The spatial architecture of neuroimmune interactions in epilepsy

Epilepsy is increasingly recognized as a disorder not only of neuronal dysfunction but also of immune dysregulation within the central nervous system (CNS). Accumulating evidence points to a critical role for the immune microenvironment in shaping epileptogenesis—the process that underlies the development and progression of epilepsy. In this Review, we examine the spatial dynamics of neuroimmune interactions, highlighting how local inflammatory niches emerge and evolve across brain compartments such as the parenchyma and perivascular space. We describe how the spatial organization and activation of resident glial cells, alongside the infiltration of peripheral immune cells facilitated by blood–brain barrier (BBB) disruption, contribute to region-specific patterns of neuroinflammation.

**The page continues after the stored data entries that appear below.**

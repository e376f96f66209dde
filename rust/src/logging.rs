//! Verbosity-gated logging for the resolver and scheduler.
//!
//! All output goes to stderr and costs nothing at verbosity 0.
//! - 0: SILENT
//! - 1: CHANGES (units appended to a pathway, units placed in a semester)
//! - 2: CHECKS (option scores, eligibility skips)
//! - 3: DEBUG (round-by-round internals, depth recursion)

pub const VERBOSITY_SILENT: u8 = 0;
pub const VERBOSITY_CHANGES: u8 = 1;
pub const VERBOSITY_CHECKS: u8 = 2;
pub const VERBOSITY_DEBUG: u8 = 3;

#[doc(hidden)]
#[macro_export]
macro_rules! log_at {
    ($level:expr, $verbosity:expr, $($arg:tt)*) => {
        if $verbosity >= $level {
            eprintln!("[unitplan] {}", format_args!($($arg)*));
        }
    };
}

/// Log pathway and schedule decisions (verbosity >= 1).
#[macro_export]
macro_rules! log_changes {
    ($verbosity:expr, $($arg:tt)*) => {
        $crate::log_at!($crate::logging::VERBOSITY_CHANGES, $verbosity, $($arg)*)
    };
}

/// Log candidate scores and skip reasons (verbosity >= 2).
#[macro_export]
macro_rules! log_checks {
    ($verbosity:expr, $($arg:tt)*) => {
        $crate::log_at!($crate::logging::VERBOSITY_CHECKS, $verbosity, $($arg)*)
    };
}

/// Log algorithm internals (verbosity >= 3).
#[macro_export]
macro_rules! log_debug {
    ($verbosity:expr, $($arg:tt)*) => {
        $crate::log_at!($crate::logging::VERBOSITY_DEBUG, $verbosity, $($arg)*)
    };
}
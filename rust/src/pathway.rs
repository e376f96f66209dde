//! Minimal pathway resolution.
//!
//! Walks a target's prerequisite groups depth first, picking representatives
//! for each group with a heuristic score, and returns the units needed in
//! dependency order (deepest prerequisites first, target last).
//!
//! Score of a candidate option `o` for parent `p`:
//!
//! `100 * (10 - rank(o, p)) - 10 * depth(o) - level(o)`
//!
//! where `rank` is the position of `o`'s prefix in the related-prefix table of
//! `p`'s prefix (no bonus when unranked), `depth` is the prerequisite chain
//! length below `o`, and `level` is the unit level. Ties keep option order.

use rustc_hash::{FxHashMap, FxHashSet};

use crate::catalog::Catalog;
use crate::codes::unit_level;
use crate::config::RelatedPrefixes;
use crate::models::{PathwayNode, RequisiteGroup, SatisfiedSet};
use crate::{log_changes, log_checks, log_debug};

/// Ranks at or beyond this index earn no prefix bonus.
const RANKED_PREFIX_SLOTS: usize = 10;
const PREFIX_WEIGHT: i64 = 100;
const DEPTH_WEIGHT: i64 = 10;

/// Working state for one resolution call.
#[derive(Default)]
struct Resolution {
    /// Units entered during this call, finished or not.
    visited: FxHashSet<String>,
    nodes: Vec<PathwayNode>,
    /// Index into `nodes` of every finished unit.
    positions: FxHashMap<String, usize>,
}

impl Resolution {
    fn on_pathway(&self, code: &str) -> bool {
        self.positions.contains_key(code)
    }
}

/// Representatives picked for one group.
struct Selection {
    /// Options already on the pathway that count toward the group.
    reused: Vec<String>,
    /// New options to resolve, each with its unchosen siblings.
    chosen: Vec<(String, Vec<String>)>,
}

/// Resolves minimal prerequisite pathways over a read-only catalog.
pub struct PathwayResolver<'a> {
    catalog: &'a Catalog,
    prefixes: &'a RelatedPrefixes,
    satisfied: &'a SatisfiedSet,
    verbosity: u8,
}

impl<'a> PathwayResolver<'a> {
    pub fn new(
        catalog: &'a Catalog,
        prefixes: &'a RelatedPrefixes,
        satisfied: &'a SatisfiedSet,
    ) -> Self {
        Self {
            catalog,
            prefixes,
            satisfied,
            verbosity: 0,
        }
    }

    pub fn with_verbosity(mut self, verbosity: u8) -> Self {
        self.verbosity = verbosity;
        self
    }

    /// Units needed to reach `target`, deepest prerequisites first and the
    /// target last.
    ///
    /// Empty when the target is unknown or already satisfied.
    pub fn resolve(&self, target: &str) -> Vec<PathwayNode> {
        let mut resolution = Resolution::default();
        self.visit(target, Vec::new(), &mut resolution);
        resolution.nodes
    }

    fn visit(&self, code: &str, alternatives: Vec<String>, res: &mut Resolution) {
        if self.satisfied.contains(code) || res.visited.contains(code) {
            return;
        }
        let Some(unit) = self.catalog.get(code) else {
            log_checks!(self.verbosity, "  Skipping {}: not in catalog", code);
            return;
        };
        res.visited.insert(code.to_string());

        let mut prerequisites: Vec<String> = Vec::new();
        for group in unit.prerequisite_groups() {
            let selection = self.select(group, code, res);
            for reused in selection.reused {
                if !prerequisites.contains(&reused) {
                    prerequisites.push(reused);
                }
            }
            for (choice, siblings) in selection.chosen {
                self.visit(&choice, siblings, res);
                // A choice still in progress is a cycle back-edge and adds nothing.
                if res.on_pathway(&choice) && !prerequisites.contains(&choice) {
                    prerequisites.push(choice);
                }
            }
        }

        let depth_from_leaves = prerequisites
            .iter()
            .filter_map(|p| res.positions.get(p))
            .map(|&pos| res.nodes[pos].depth_from_leaves + 1)
            .max()
            .unwrap_or(0);

        log_changes!(
            self.verbosity,
            "  Pathway step {}: {} (depth {}, after {:?})",
            res.nodes.len() + 1,
            code,
            depth_from_leaves,
            prerequisites
        );
        res.positions.insert(code.to_string(), res.nodes.len());
        res.nodes.push(PathwayNode {
            code: code.to_string(),
            depth_from_leaves,
            alternatives,
            prerequisites,
        });
    }

    /// Pick as many representatives as the group still needs.
    fn select(&self, group: &RequisiteGroup, parent: &str, res: &Resolution) -> Selection {
        let options = group.distinct_options();
        let already = options
            .iter()
            .filter(|code| self.satisfied.contains(**code))
            .count();
        let mut needed = (group.minimum_required as usize).saturating_sub(already);

        let mut selection = Selection {
            reused: Vec::new(),
            chosen: Vec::new(),
        };
        for code in &options {
            if needed == 0 {
                return selection;
            }
            if res.on_pathway(code) {
                selection.reused.push(code.to_string());
                needed -= 1;
            }
        }
        if needed == 0 {
            return selection;
        }

        let candidates: Vec<&str> = options
            .iter()
            .copied()
            .filter(|code| !self.satisfied.contains(*code) && !res.on_pathway(code))
            .collect();
        let picked = self.rank_candidates(&candidates, parent);
        let picked: Vec<&str> = picked.into_iter().take(needed).collect();

        for choice in &picked {
            let siblings = options
                .iter()
                .filter(|code| !picked.contains(*code))
                .map(|code| code.to_string())
                .collect();
            selection.chosen.push((choice.to_string(), siblings));
        }
        selection
    }

    /// Known candidates in descending score order, ties in option order.
    ///
    /// Options missing from the catalog cannot be resolved and are left out.
    fn rank_candidates<'o>(&self, candidates: &[&'o str], parent: &str) -> Vec<&'o str> {
        let mut scored: Vec<(&'o str, i64)> = candidates
            .iter()
            .filter(|code| self.catalog.contains(code))
            .map(|&code| (code, self.score(code, parent)))
            .collect();
        for (code, score) in &scored {
            log_checks!(self.verbosity, "    Option {} for {}: score {}", code, parent, score);
        }
        // Stable sort keeps the first-encountered option on ties.
        scored.sort_by(|a, b| b.1.cmp(&a.1));
        scored.into_iter().map(|(code, _)| code).collect()
    }

    /// Pick one representative from an OR-group of options.
    ///
    /// An option already satisfied wins outright. Otherwise the highest-scoring
    /// catalog option is returned; `None` when no option is in the catalog.
    pub fn choose_best_option(&self, options: &[String], parent: &str) -> Option<String> {
        if let Some(done) = options.iter().find(|code| self.satisfied.contains(*code)) {
            return Some(done.clone());
        }
        let candidates: Vec<&str> = options.iter().map(|s| s.as_str()).collect();
        self.rank_candidates(&candidates, parent)
            .first()
            .map(|code| code.to_string())
    }

    /// Heuristic preference for `option` as a prerequisite of `parent`.
    pub fn score(&self, option: &str, parent: &str) -> i64 {
        let prefix_bonus = match self.prefixes.rank(parent, option) {
            Some(rank) if rank < RANKED_PREFIX_SLOTS => {
                PREFIX_WEIGHT * (RANKED_PREFIX_SLOTS - rank) as i64
            }
            _ => 0,
        };
        prefix_bonus - DEPTH_WEIGHT * self.prereq_depth(option) as i64 - unit_level(option) as i64
    }

    /// Prerequisite chain length below `code`.
    ///
    /// 0 for units already satisfied, unknown, or without prerequisites.
    /// Otherwise 1 plus, over all groups, the largest of each group's
    /// shallowest option. A unit met again on the current chain counts as 0.
    /// Each unit's depth is computed once per call.
    pub fn prereq_depth(&self, code: &str) -> u32 {
        let mut chain: FxHashSet<String> = FxHashSet::default();
        let mut memo: FxHashMap<String, u32> = FxHashMap::default();
        self.depth_below(code, &mut chain, &mut memo)
    }

    fn depth_below(
        &self,
        code: &str,
        chain: &mut FxHashSet<String>,
        memo: &mut FxHashMap<String, u32>,
    ) -> u32 {
        if self.satisfied.contains(code) || chain.contains(code) {
            return 0;
        }
        if let Some(&depth) = memo.get(code) {
            return depth;
        }
        let Some(unit) = self.catalog.get(code) else {
            return 0;
        };
        let groups = unit.prerequisite_groups();
        if groups.is_empty() {
            memo.insert(code.to_string(), 0);
            return 0;
        }

        chain.insert(code.to_string());
        let deepest_group = groups
            .iter()
            .map(|group| {
                group
                    .options
                    .iter()
                    .map(|option| self.depth_below(option, chain, memo))
                    .min()
                    .unwrap_or(0)
            })
            .max()
            .unwrap_or(0);
        chain.remove(code);

        let depth = deepest_group + 1;
        log_debug!(self.verbosity, "      depth({}) = {}", code, depth);
        memo.insert(code.to_string(), depth);
        depth
    }
}

/// Resolve the minimal pathway to `target` given the units already satisfied.
pub fn resolve_pathway(
    target: &str,
    catalog: &Catalog,
    satisfied: &SatisfiedSet,
    prefixes: &RelatedPrefixes,
) -> Vec<PathwayNode> {
    PathwayResolver::new(catalog, prefixes, satisfied).resolve(target)
}
//! Unit dependency graph derived from catalog requisites.

use rustc_hash::FxHashMap;
use serde::Serialize;

use crate::catalog::Catalog;
use crate::models::DependencyGraphNode;

/// Answer to "what does this unit unlock, and what does it need".
#[derive(Clone, Debug, Default, PartialEq, Eq, Serialize)]
pub struct UnlockView {
    pub unlocks: Vec<String>,
    pub requires: Vec<String>,
}

/// Per-unit unlock/require adjacency for a whole catalog.
///
/// Pure function of the catalog; build once per load and share read-only.
#[derive(Clone, Debug, Default)]
pub struct DependencyGraph {
    nodes: FxHashMap<String, DependencyGraphNode>,
}

impl DependencyGraph {
    /// Record an edge `r -> u` for every option `r` in `u`'s prerequisite or
    /// corequisite groups. Self references and codes absent from the catalog
    /// are dropped.
    pub fn build(catalog: &Catalog) -> Self {
        let mut nodes: FxHashMap<String, DependencyGraphNode> =
            FxHashMap::with_capacity_and_hasher(catalog.len(), Default::default());
        for unit in catalog.iter() {
            nodes.insert(
                unit.code.clone(),
                DependencyGraphNode {
                    code: unit.code.clone(),
                    display_name: unit.title.clone(),
                    school: unit.school.clone(),
                    ..DependencyGraphNode::default()
                },
            );
        }

        for unit in catalog.iter() {
            let prereq_options = unit
                .prerequisite_groups()
                .iter()
                .flat_map(|g| g.options.iter().map(move |code| (code, true)));
            let coreq_options = unit
                .corequisite_groups()
                .iter()
                .flat_map(|g| g.options.iter().map(move |code| (code, false)));

            for (required, is_prerequisite) in prereq_options.chain(coreq_options) {
                if *required == unit.code || !catalog.contains(required) {
                    continue;
                }
                if let Some(node) = nodes.get_mut(required) {
                    node.unlocks.insert(unit.code.clone());
                }
                if let Some(node) = nodes.get_mut(&unit.code) {
                    node.requires.insert(required.clone());
                    if is_prerequisite {
                        node.prerequisites.insert(required.clone());
                    }
                }
            }
        }

        Self { nodes }
    }

    pub fn node(&self, code: &str) -> Option<&DependencyGraphNode> {
        self.nodes.get(code)
    }

    /// Sorted unlocks and requires of `code`, `None` if it is not in the catalog.
    pub fn unlock_view(&self, code: &str) -> Option<UnlockView> {
        self.nodes.get(code).map(|node| UnlockView {
            unlocks: node.unlocks.iter().cloned().collect(),
            requires: node.requires.iter().cloned().collect(),
        })
    }

    pub fn iter(&self) -> impl Iterator<Item = &DependencyGraphNode> {
        self.nodes.values()
    }

    pub fn len(&self) -> usize {
        self.nodes.len()
    }

    pub fn is_empty(&self) -> bool {
        self.nodes.is_empty()
    }
}

/// Build the dependency graph for a catalog.
pub fn build_graph(catalog: &Catalog) -> DependencyGraph {
    DependencyGraph::build(catalog)
}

Critically, we emphasize that understanding “where” these neuroimmune interactions occur—their precise spatial organization within distinct cellular microenvironments—is as fundamental as identifying “what” immune cells are involved or “how” they function. Particular focus is given to the localized actions of immune mediators, including regulatory T cells and pro-inflammatory cytokines such as IL-1β, IL-6, and TNF-α, and their influence on neuronal excitability. We also discuss the spatiotemporal heterogeneity of immune signatures across different epilepsy syndromes, drawing from both experimental models and clinical observations. Finally, we explore emerging therapeutic strategies that target spatially defined immune responses and consider the potential of spatial biomarkers and advanced tissue-mapping technologies to refine disease classification and guide precision therapies. By positioning the spatial immune landscape as a central feature of epileptogenesis, we propose a framework for developing effective, potentially curative interventions for epilepsy.